The U.S. Border Patrol began work Wednesday on one of 11 Remote Video Surveillance Sites in the Detroit Sector, part of Customs and Border Protection’s SBInet (the technical component of the Secure Border Initiative) to enhance border security.
Groundbreaking for a Remote Video Surveillance System in the Detroit Sector (CBP photo)
The Northern Border Project in the Detroit Sector will include 11 RVSS sites (not eight as previously announced), including nine camera towers and two cameras on existing structures. The Detroit Sector project began in August with installation of a camera system on top of the Port Huron (Mich.) city building followed by Wednesday’s groundbreaking of a RVSS tower next to the old Marysville Border Patrol Station on River Road in Marysville, Mich.
“The Northern Border Project technology deployment will improve our situational awareness, decrease response time and allow our agents to more effectively identify and resolve illegal cross border incursions,” said Detroit Sector Border Patrol Chief Patrol Agent Randy Gallegos.

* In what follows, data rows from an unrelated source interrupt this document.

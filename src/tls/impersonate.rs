use super::{AlpnProtocol, CertCompressAlg, TlsOptions, TlsVersion};
use serde::{Deserialize, Serialize};
use std::fmt;

/// Identifier of a pre-built ClientHello template.
#[derive(Debug, Clone, Copy, PartialEq, Eq, Hash, Serialize, Deserialize)]
pub enum TlsFingerprintId {
    /// The TLS engine's own defaults; no browser template.
    #[serde(rename = "default")]
    Default,
    #[serde(rename = "chrome_120")]
    Chrome120,
    #[serde(rename = "edge_120")]
    Edge120,
    #[serde(rename = "firefox_120")]
    Firefox120,
    #[serde(rename = "safari_17")]
    Safari17,
}

impl TlsFingerprintId {
    pub fn as_str(&self) -> &'static str {
        match self {
            Self::Default => "default",
            Self::Chrome120 => "chrome_120",
            Self::Edge120 => "edge_120",
            Self::Firefox120 => "firefox_120",
            Self::Safari17 => "safari_17",
        }
    }

    /// Look up the ClientHello template for this identifier.
    pub fn template(&self) -> TlsOptions {
        match self {
            Self::Default => TlsOptions::default(),
            // Edge 120 ships Chromium's BoringSSL configuration unchanged.
            Self::Chrome120 | Self::Edge120 => chrome_v120_options(),
            Self::Firefox120 => firefox_v120_options(),
            Self::Safari17 => safari_v17_options(),
        }
    }
}

impl Default for TlsFingerprintId {
    fn default() -> Self {
        Self::Default
    }
}

impl fmt::Display for TlsFingerprintId {
    fn fmt(&self, f: &mut fmt::Formatter<'_>) -> fmt::Result {
        f.write_str(self.as_str())
    }
}

// --- Constants ---

// Chrome (v120)
const CHROME_CIPHERS: &str = "TLS_AES_128_GCM_SHA256:TLS_AES_256_GCM_SHA384:TLS_CHACHA20_POLY1305_SHA256:TLS_ECDHE_ECDSA_WITH_AES_128_GCM_SHA256:TLS_ECDHE_RSA_WITH_AES_128_GCM_SHA256:TLS_ECDHE_ECDSA_WITH_AES_256_GCM_SHA384:TLS_ECDHE_RSA_WITH_AES_256_GCM_SHA384:TLS_ECDHE_ECDSA_WITH_CHACHA20_POLY1305_SHA256:TLS_ECDHE_RSA_WITH_CHACHA20_POLY1305_SHA256:TLS_ECDHE_RSA_WITH_AES_128_CBC_SHA:TLS_ECDHE_RSA_WITH_AES_256_CBC_SHA:TLS_RSA_WITH_AES_128_GCM_SHA256:TLS_RSA_WITH_AES_256_GCM_SHA384:TLS_RSA_WITH_AES_128_CBC_SHA:TLS_RSA_WITH_AES_256_CBC_SHA";
const CHROME_CURVES: &str = "X25519:P-256:P-384";
const CHROME_SIGALGS: &str = "ecdsa_secp256r1_sha256:rsa_pss_rsae_sha256:rsa_pkcs1_sha256:ecdsa_secp384r1_sha384:rsa_pss_rsae_sha384:rsa_pkcs1_sha384:rsa_pss_rsae_sha512:rsa_pkcs1_sha512";

// Firefox (v120)
const FIREFOX_CIPHERS: &str = "TLS_AES_128_GCM_SHA256:TLS_CHACHA20_POLY1305_SHA256:TLS_AES_256_GCM_SHA384:TLS_ECDHE_ECDSA_WITH_AES_128_GCM_SHA256:TLS_ECDHE_RSA_WITH_AES_128_GCM_SHA256:TLS_ECDHE_ECDSA_WITH_CHACHA20_POLY1305_SHA256:TLS_ECDHE_RSA_WITH_CHACHA20_POLY1305_SHA256:TLS_ECDHE_ECDSA_WITH_AES_256_GCM_SHA384:TLS_ECDHE_RSA_WITH_AES_256_GCM_SHA384:TLS_ECDHE_ECDSA_WITH_AES_256_CBC_SHA:TLS_ECDHE_ECDSA_WITH_AES_128_CBC_SHA:TLS_ECDHE_RSA_WITH_AES_128_CBC_SHA:TLS_ECDHE_RSA_WITH_AES_256_CBC_SHA:TLS_RSA_WITH_AES_128_GCM_SHA256:TLS_RSA_WITH_AES_256_GCM_SHA384:TLS_RSA_WITH_AES_128_CBC_SHA:TLS_RSA_WITH_AES_256_CBC_SHA";
const FIREFOX_CURVES: &str = "X25519:P-256:P-384:P-521:ffdhe2048:ffdhe3072";
const FIREFOX_SIGALGS: &str = "ecdsa_secp256r1_sha256:ecdsa_secp384r1_sha384:ecdsa_secp521r1_sha512:rsa_pss_rsae_sha256:rsa_pss_rsae_sha384:rsa_pss_rsae_sha512:rsa_pkcs1_sha256:rsa_pkcs1_sha384:rsa_pkcs1_sha512:ecdsa_sha1:rsa_pkcs1_sha1";

// Safari (v17)
const SAFARI_CIPHERS: &str = "TLS_AES_128_GCM_SHA256:TLS_AES_256_GCM_SHA384:TLS_CHACHA20_POLY1305_SHA256:TLS_ECDHE_ECDSA_WITH_AES_256_GCM_SHA384:TLS_ECDHE_ECDSA_WITH_AES_128_GCM_SHA256:TLS_ECDHE_ECDSA_WITH_CHACHA20_POLY1305_SHA256:TLS_ECDHE_RSA_WITH_AES_256_GCM_SHA384:TLS_ECDHE_RSA_WITH_AES_128_GCM_SHA256:TLS_ECDHE_RSA_WITH_CHACHA20_POLY1305_SHA256:TLS_ECDHE_ECDSA_WITH_AES_256_CBC_SHA384:TLS_ECDHE_ECDSA_WITH_AES_128_CBC_SHA256:TLS_ECDHE_ECDSA_WITH_AES_256_CBC_SHA:TLS_ECDHE_ECDSA_WITH_AES_128_CBC_SHA:TLS_ECDHE_RSA_WITH_AES_256_CBC_SHA384:TLS_ECDHE_RSA_WITH_AES_128_CBC_SHA256:TLS_ECDHE_RSA_WITH_AES_256_CBC_SHA:TLS_ECDHE_RSA_WITH_AES_128_CBC_SHA:TLS_RSA_WITH_AES_256_GCM_SHA384:TLS_RSA_WITH_AES_128_GCM_SHA256:TLS_RSA_WITH_AES_256_CBC_SHA256:TLS_RSA_WITH_AES_128_CBC_SHA256:TLS_RSA_WITH_AES_256_CBC_SHA:TLS_RSA_WITH_AES_128_CBC_SHA:TLS_ECDHE_ECDSA_WITH_3DES_EDE_CBC_SHA:TLS_ECDHE_RSA_WITH_3DES_EDE_CBC_SHA:TLS_RSA_WITH_3DES_EDE_CBC_SHA";
const SAFARI_CURVES: &str = "X25519:P-256:P-384:P-521";
const SAFARI_SIGALGS: &str = "ecdsa_secp256r1_sha256:rsa_pss_rsae_sha256:rsa_pkcs1_sha256:ecdsa_secp384r1_sha384:ecdsa_sha1:rsa_pss_rsae_sha384:rsa_pss_rsae_sha384:rsa_pkcs1_sha384:rsa_pss_rsae_sha512:rsa_pkcs1_sha512:rsa_pkcs1_sha1";

fn chrome_v120_options() -> TlsOptions {
    TlsOptions::builder()
        .alpn_protocols([AlpnProtocol::HTTP2, AlpnProtocol::HTTP1])
        .alps_protocols([AlpnProtocol::HTTP2])
        .cipher_list(CHROME_CIPHERS)
        .curves_list(CHROME_CURVES)
        .sigalgs_list(CHROME_SIGALGS)
        .min_tls_version(TlsVersion::TLS_1_2)
        .max_tls_version(TlsVersion::TLS_1_3)
        .enable_ech_grease(true)
        .grease_enabled(true)
        .permute_extensions(true)
        .pre_shared_key(true)
        .enable_ocsp_stapling(true)
        .enable_signed_cert_timestamps(true)
        .certificate_compression_algorithms(&[CertCompressAlg::Brotli])
        .build()
}

fn firefox_v120_options() -> TlsOptions {
    TlsOptions::builder()
        .alpn_protocols([AlpnProtocol::HTTP2, AlpnProtocol::HTTP1])
        .cipher_list(FIREFOX_CIPHERS)
        .curves_list(FIREFOX_CURVES)
        .sigalgs_list(FIREFOX_SIGALGS)
        .min_tls_version(TlsVersion::TLS_1_2)
        .max_tls_version(TlsVersion::TLS_1_3)
        .enable_ech_grease(true)
        .pre_shared_key(true)
        .enable_ocsp_stapling(true)
        .record_size_limit(0x4001)
        .certificate_compression_algorithms(&[
            CertCompressAlg::Zlib,
            CertCompressAlg::Brotli,
            CertCompressAlg::Zstd,
        ])
        .build()
}

fn safari_v17_options() -> TlsOptions {
    TlsOptions::builder()
        .alpn_protocols([AlpnProtocol::HTTP2, AlpnProtocol::HTTP1])
        .cipher_list(SAFARI_CIPHERS)
        .curves_list(SAFARI_CURVES)
        .sigalgs_list(SAFARI_SIGALGS)
        .min_tls_version(TlsVersion::TLS_1_0)
        .max_tls_version(TlsVersion::TLS_1_3)
        .session_ticket(false)
        .grease_enabled(true)
        .enable_ocsp_stapling(true)
        .enable_signed_cert_timestamps(true)
        .certificate_compression_algorithms(&[CertCompressAlg::Zlib])
        .build()
}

Each RVSS tower is comprised of a total of four cameras—two day and two night cameras. The Northern Border Project will deploy technology along the St. Clair River, from Lake Huron to Lake St. Clair covering approximately 37 miles of a mix of rural, residential, commercial and riverine environments (not 35 miles as previously announced).
“It’s taken us two years and countless hours of work to get to this. I couldn’t be happier with seeing the ground breaking,” said Special Operations Supervisor Greg Lambert. “It’s a great day, not only are we making our nations border more secure, but were also giving back to the local community by using local contractors.”
The deployment of RVSS cameras along the St. Clair River is scheduled to conclude by early 2010.